The term ‘futile’ illustrates an important difference in the perspectives of parents and doctor. Properly understood, describing an intervention as ‘futile’ simply means it will do no good, but the term does not imply it will do harm. Some doctors might consider that a futile intervention is always wrong because it uses limited healthcare resources and by doing so harms another child. But, from the perspective of a parent, futility is not a good enough reason to withdraw or withhold an intervention. If parents are to agree with their recommendation, doctors must show that starting or continuing the intervention would harm their child.
Finally, it can be difficult for doctors to know how to balance the needs of the child against those of the parents. For paediatricians, it is the interests of the child that are paramount. If there is a clear and significant conflict between the interests of the child and those of their parents, the default position should always be to decide in favour of a child, and a ‘counsel of perfection’ would be that no child would ever have a treatment or intervention that was not justified on strictly medical grounds. Some of the harms that arise from a decision about a child might be trivial, but the harms to a family might be severe, and paediatricians do need to consider harm to a parents of the child.
Where the voices of parents and doctors remain at odds, expert mediation services are often able to help narrow the distance between them. In practice, however, the courts are often called upon to adjudicate on what is best for the child and use section 1 of the Children Act 1989:
“… when a court determines any question with respect to the upbringing of a child the child’s welfare shall be the court’s paramount consideration”.
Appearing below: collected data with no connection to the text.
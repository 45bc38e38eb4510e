use std::any::Any;

use rusqlite::Connection;
use rusqlite::types::Value;
use tokio::sync::oneshot;

use crate::error::CacheDbError;
use crate::results::{CustomDbRow, ResultSet};
use crate::sqlite::config::StoreOptions;
use crate::sqlite::cursor::ContextId;
use crate::sqlite::transaction::TxStats;

pub(crate) type BoxedResponse = Result<Box<dyn Any + Send>, CacheDbError>;
pub(crate) type BoxedCallback = Box<dyn FnOnce(&mut Connection) -> BoxedResponse + Send>;

/// Where a command's result goes.
pub(crate) enum Reply<T> {
    Await(oneshot::Sender<Result<T, CacheDbError>>),
    /// Fire-and-forget; failures are only logged. Carries the operation name.
    Detached(&'static str),
}

impl<T> Reply<T> {
    pub(super) fn is_detached(&self) -> bool {
        matches!(self, Reply::Detached(_))
    }

    pub(super) fn send(self, result: Result<T, CacheDbError>) {
        match self {
            Reply::Await(respond_to) => {
                let _ = respond_to.send(result);
            }
            Reply::Detached(op) => {
                if let Err(err) = result {
                    tracing::warn!(op, error = %err, "detached command failed");
                }
            }
        }
    }
}

pub(crate) enum Command {
    Open {
        options: StoreOptions,
        respond_to: Reply<()>,
    },
    InitialBegin {
        respond_to: Reply<()>,
    },
    Close {
        respond_to: Reply<()>,
    },
    Read {
        context: ContextId,
        sql: String,
        params: Vec<Value>,
        respond_to: Reply<ResultSet>,
    },
    FetchOne {
        context: ContextId,
        sql: String,
        params: Vec<Value>,
        respond_to: Reply<Option<CustomDbRow>>,
    },
    Write {
        context: ContextId,
        sql: String,
        params: Vec<Value>,
        respond_to: Reply<usize>,
    },
    WriteMany {
        context: ContextId,
        sql: String,
        rows: Vec<Vec<Value>>,
        respond_to: Reply<usize>,
    },
    Script {
        context: ContextId,
        sql: String,
        respond_to: Reply<()>,
    },
    Commit {
        vacuum: bool,
        exiting: bool,
        respond_to: Reply<()>,
    },
    WriteVersion {
        context: ContextId,
        version: i64,
        respond_to: Reply<()>,
    },
    CleanDb {
        context: ContextId,
        vacuum: bool,
        exiting: bool,
        respond_to: Reply<usize>,
    },
    Size {
        context: ContextId,
        table: String,
        respond_to: Reply<i64>,
    },
    Stats {
        respond_to: Reply<TxStats>,
    },
    SetShowSql {
        show_sql: bool,
        respond_to: Reply<()>,
    },
    WithConnection {
        callback: BoxedCallback,
        respond_to: oneshot::Sender<BoxedResponse>,
    },
    Shutdown,
}

impl Command {
    pub(super) fn is_detached(&self) -> bool {
        match self {
            Command::Write { respond_to, .. } | Command::WriteMany { respond_to, .. } => {
                respond_to.is_detached()
            }
            Command::Commit { respond_to, .. } => respond_to.is_detached(),
            Command::SetShowSql { respond_to, .. } => respond_to.is_detached(),
            _ => false,
        }
    }
}
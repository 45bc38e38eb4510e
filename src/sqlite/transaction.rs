//! The long-lived write transaction.
//!
//! Writes are batched into one explicit transaction that stays open between
//! commits. `commit` is a no-op unless a write was issued since the last one.

use rusqlite::Connection;

use crate::error::CacheDbError;

/// Counters kept by the coordinator.
#[derive(Debug, Default, Clone, Copy, PartialEq, Eq)]
pub struct TxStats {
    /// COMMITs that flushed pending writes.
    pub commits: u64,
    /// BEGINs issued, the initial one included.
    pub begins: u64,
    pub vacuums: u64,
    /// Writes issued since the last commit.
    pub pending: bool,
}

#[derive(Debug, Default)]
pub(crate) struct TxState {
    should_commit: bool,
    stats: TxStats,
}

impl TxState {
    /// Record that a write is about to run. Set before execution so a failed
    /// write still forces the next commit.
    pub(crate) fn mark_dirty(&mut self) {
        self.should_commit = true;
    }

    pub(crate) fn is_pending(&self) -> bool {
        self.should_commit
    }

    pub(crate) fn stats(&self) -> TxStats {
        TxStats {
            pending: self.is_pending(),
            ..self.stats
        }
    }

    /// Open the first transaction after bootstrap. A failure here means the
    /// store cannot take writes at all.
    pub(crate) fn begin_initial(&mut self, conn: &Connection) -> Result<(), CacheDbError> {
        tracing::info!("beginning the first transaction");
        self.begin(conn).inspect_err(|err| {
            tracing::error!(error = %err, "failed to begin the first transaction");
        })?;
        self.should_commit = false;
        Ok(())
    }

    /// Flush pending writes, optionally compact, and reopen a transaction
    /// unless the session is ending or none was open.
    pub(crate) fn commit(
        &mut self,
        conn: &Connection,
        vacuum: bool,
        exiting: bool,
    ) -> Result<(), CacheDbError> {
        if self.is_pending() {
            // Without an open transaction the writes are already durable and
            // there is nothing to reopen; `begin_initial` stays possible.
            let was_open = !conn.is_autocommit();
            if !was_open {
                tracing::debug!("no open transaction, pending writes are already durable");
            } else {
                tracing::info!("committing");
                conn.execute_batch("COMMIT;")
                    .map_err(|err| {
                        tracing::error!(error = %err, "COMMIT failed");
                        CacheDbError::from_sqlite(err)
                    })?;
                self.stats.commits += 1;
            }
            self.should_commit = false;

            if vacuum {
                self.vacuum(conn)?;
            }
            if exiting {
                tracing::info!("exiting, not beginning another transaction");
            } else if was_open {
                tracing::info!("beginning another transaction");
                self.begin(conn).inspect_err(|err| {
                    tracing::error!(error = %err, "failed to execute BEGIN");
                })?;
            }
        } else if vacuum {
            // VACUUM cannot run inside a transaction; close the empty one
            // around it.
            let reopen = !conn.is_autocommit();
            if reopen {
                conn.execute_batch("COMMIT;")
                    .map_err(CacheDbError::from_sqlite)?;
            }
            self.vacuum(conn)?;
            if reopen && !exiting {
                self.begin(conn)?;
            }
        }
        Ok(())
    }

    fn begin(&mut self, conn: &Connection) -> Result<(), CacheDbError> {
        conn.execute_batch("BEGIN;")
            .map_err(CacheDbError::from_sqlite)?;
        self.stats.begins += 1;
        Ok(())
    }

    fn vacuum(&mut self, conn: &Connection) -> Result<(), CacheDbError> {
        tracing::info!("vacuuming");
        conn.execute_batch("VACUUM;")
            .map_err(CacheDbError::from_sqlite)?;
        self.stats.vacuums += 1;
        Ok(())
    }
}

#[cfg(test)]
mod tests {
    use super::*;

    fn setup() -> (Connection, TxState) {
        let conn = Connection::open_in_memory().unwrap();
        conn.execute_batch("CREATE TABLE t (a INTEGER)").unwrap();
        let mut tx = TxState::default();
        tx.begin_initial(&conn).unwrap();
        (conn, tx)
    }

    fn write(conn: &Connection, tx: &mut TxState, a: i64) {
        tx.mark_dirty();
        conn.execute("INSERT INTO t (a) VALUES (?1)", [a]).unwrap();
    }

    #[test]
    fn many_writes_one_commit_then_rebegin() {
        let (conn, mut tx) = setup();
        for a in 0..5 {
            write(&conn, &mut tx, a);
        }
        assert!(tx.is_pending());
        tx.commit(&conn, false, false).unwrap();

        let stats = tx.stats();
        assert_eq!(stats.commits, 1);
        assert_eq!(stats.begins, 2);
        assert!(!stats.pending);
        assert!(!conn.is_autocommit(), "a fresh transaction should be open");
    }

    #[test]
    fn commit_without_writes_is_a_noop() {
        let (conn, mut tx) = setup();
        tx.commit(&conn, false, false).unwrap();
        assert_eq!(tx.stats().commits, 0);
        assert_eq!(tx.stats().begins, 1);
    }

    #[test]
    fn exiting_leaves_no_transaction_open() {
        let (conn, mut tx) = setup();
        write(&conn, &mut tx, 1);
        tx.commit(&conn, false, true).unwrap();
        assert!(conn.is_autocommit());
        assert_eq!(tx.stats().begins, 1);
    }

    #[test]
    fn vacuum_runs_without_pending_writes() {
        let (conn, mut tx) = setup();
        tx.commit(&conn, true, false).unwrap();
        let stats = tx.stats();
        assert_eq!(stats.vacuums, 1);
        assert_eq!(stats.commits, 0);
        assert!(!conn.is_autocommit());
    }

    #[test]
    fn vacuum_after_pending_commit() {
        let (conn, mut tx) = setup();
        write(&conn, &mut tx, 1);
        tx.commit(&conn, true, true).unwrap();
        let stats = tx.stats();
        assert_eq!((stats.commits, stats.vacuums), (1, 1));
        assert!(conn.is_autocommit());
    }

    #[test]
    fn commit_outside_a_transaction_does_not_begin_one() {
        let conn = Connection::open_in_memory().unwrap();
        conn.execute_batch("CREATE TABLE t (a INTEGER)").unwrap();
        let mut tx = TxState::default();
        write(&conn, &mut tx, 1);
        tx.commit(&conn, false, false).unwrap();
        assert!(conn.is_autocommit());
        assert_eq!(tx.stats().begins, 0);
        assert!(!tx.is_pending());

        tx.begin_initial(&conn).unwrap();
        assert!(!conn.is_autocommit());
    }

    #[test]
    fn writes_after_exiting_stay_in_autocommit() {
        let (conn, mut tx) = setup();
        write(&conn, &mut tx, 1);
        tx.commit(&conn, false, true).unwrap();
        write(&conn, &mut tx, 2);
        tx.commit(&conn, false, false).unwrap();
        assert!(conn.is_autocommit());
        assert_eq!(tx.stats().commits, 1);
        assert_eq!(tx.stats().begins, 1);
    }

    #[test]
    fn failed_write_still_requires_commit() {
        let (conn, mut tx) = setup();
        tx.mark_dirty();
        assert!(conn.execute("INSERT INTO missing (a) VALUES (1)", []).is_err());
        assert!(tx.is_pending());
        tx.commit(&conn, false, false).unwrap();
        assert_eq!(tx.stats().commits, 1);
    }
}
Paediatric Palliative Care (PPC)
‘Together for Short Lives’ is a UK-based charity and describes palliative care as ‘…care for children and young people with life-limiting, or life-threatening conditions, and is an active and total approach to care, from the point of diagnosis, throughout the child’s life and death. It embraces physical, emotional, social and spiritual elements, and focuses on enhancement of the quality of life for the individual and support for the family. It includes the management of distressing symptoms, provision of short breaks and care through death and bereavement’.
This definition highlights the two key principles of caring for children with life-limiting or life-threatening conditions:
PPC is active care—it does not represent a withdrawal of care
PPC is total care—it does not focus on the medical or physical needs at the expense of nonmedical ones
Active palliative care is the antithesis of the idea that there is ‘nothing more we can do’ for a child whose life may be short. For the paediatrician, as a child approaches the end of life, symptoms and overall patient care can become increasingly complex, requiring a rigorous, rational approach with extensive planning and anticipation of a constantly evolving clinical picture.
Total palliative care emphasises assessment and management of the whole child—a holistic problem-solving framework in contrast to the more traditional pathophysiological paradigm.
Children who need palliative care
In children, life-limiting conditions (LLC) are conditions which make it likely that a child will not survive into adulthood, either because there is no cure or because there is a significant risk that potentially curative treatment will fail. Asking if one would be surprised if the child died before reaching adulthood may bring clarity to uncertainty, and a negative answer would indicate that the child has a life-limiting condition.
Life-limiting conditions have been grouped together ( Table 31.1 ) into categories to demonstrate the breadth and variety of conditions requiring palliative care in children in contrast with the predominantly cancer focus of the adult specialty.